Task item: Every line below that mentions the word "CodeRange" should be copied out.

Saved data entries:
Start of Block

//! Byte index ↔ character index translation.

use encodings::CharLen;
use encodings::Encoding;

use crate::code_range::CodeRange;
use crate::node::Rope;

/// How character offsets map onto byte offsets for one rope.
#[derive(Clone, Copy, Debug, PartialEq, Eq)]
pub enum IndexStrategy {
    /// One byte per character.
    SingleByte,
    /// Every character is this many bytes wide.
    FixedWidth(usize),
    /// Valid text in a variable-width encoding.
    VariableWidth,
    /// Broken text: a position that does not start a complete character
    /// counts as one character of `min_width` bytes, or whatever is left.
    Lenient,
}

impl IndexStrategy {
    pub fn of(rope: &Rope) -> IndexStrategy {
        if rope.is_single_byte_optimizable() {
            return IndexStrategy::SingleByte;
        }
        let encoding = rope.encoding();
        return match rope.code_range() {
            CodeRange::Broken => IndexStrategy::Lenient,
            _ if encoding.is_fixed_width() => IndexStrategy::FixedWidth(encoding.min_width()),
            _ => IndexStrategy::VariableWidth,
        };
    }
}

/// Length of the character at `pos`. Where none starts, the same step
/// [`classify`](crate::code_range::classify) takes, so walks and `char_len`
/// count the same characters.
#[inline]
fn lenient_step(encoding: Encoding, bytes: &[u8], pos: usize) -> usize {
    return match encoding.char_len_at(bytes, pos, bytes.len()) {
        CharLen::Found(len) => len,
        CharLen::NeedsMore(_) | CharLen::Invalid => encoding.min_width().min(bytes.len() - pos),
    };
}

/// Number of characters starting before `end`.
fn count_chars_before(encoding: Encoding, bytes: &[u8], end: usize) -> usize {
    let mut pos = 0;
    let mut chars = 0;
    while pos < end {
        pos += lenient_step(encoding, bytes, pos);
        chars += 1;
    }
    return chars;
}

impl Rope {
    pub fn index_strategy(&self) -> IndexStrategy {
        return IndexStrategy::of(self);
    }

    /// Byte offset at which character `char_index` starts.
    ///
    /// `char_len()` maps to `byte_len()`; anything past it is `None`.
    pub fn byte_index_of(&self, char_index: usize) -> Option<usize> {
        let char_len = self.char_len();
        if char_index > char_len {
            return None;
        }
        if char_index == char_len {
            return Some(self.byte_len());
        }
        return match self.index_strategy() {
            IndexStrategy::SingleByte => Some(char_index),
            IndexStrategy::FixedWidth(width) => Some(char_index * width),
            IndexStrategy::VariableWidth => {
                let bytes = self.bytes();
                Some(self.encoding().nth_char_offset(bytes, 0, bytes.len(), char_index))
            }
            IndexStrategy::Lenient => {
                let (encoding, bytes) = (self.encoding(), self.bytes());
                let mut pos = 0;
                for _ in 0..char_index {
                    if pos >= bytes.len() {
                        break;
                    }
                    pos += lenient_step(encoding, bytes, pos);
                }
                Some(pos.min(bytes.len()))
            }
        };
    }

    /// Number of characters that start before `byte_index`, so a byte offset
    /// inside a character maps to the character after it.
    pub fn char_index_of(&self, byte_index: usize) -> Option<usize> {
        if byte_index > self.byte_len() {
            return None;
        }
        if byte_index == 0 {
            return Some(0);
        }
        return match self.index_strategy() {
            IndexStrategy::SingleByte => Some(byte_index),
            IndexStrategy::FixedWidth(width) => Some(byte_index.div_ceil(width)),
            // valid UTF-8: every byte but a continuation byte starts a character
            IndexStrategy::VariableWidth if self.encoding().is_utf8() => {
                Some(self.bytes()[..byte_index].iter().filter(|&&byte| byte & 0xC0 != 0x80).count())
            }
            IndexStrategy::VariableWidth | IndexStrategy::Lenient => {
                Some(count_chars_before(self.encoding(), self.bytes(), byte_index))
            }
        };
    }

    /// Up to `char_count` characters starting at `char_index`, or `None` if
    /// `char_index` is past the end.
    pub fn char_range(&self, char_index: usize, char_count: usize) -> Option<Rope> {
        let start = self.byte_index_of(char_index)?;
        let end_char = char_index.saturating_add(char_count).min(self.char_len());
        let end = self.byte_index_of(end_char)?;
        return self.substring(start, end - start).ok();
    }
}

End of Block

Task output:
use crate::code_range::CodeRange;
            CodeRange::Broken => IndexStrategy::Lenient,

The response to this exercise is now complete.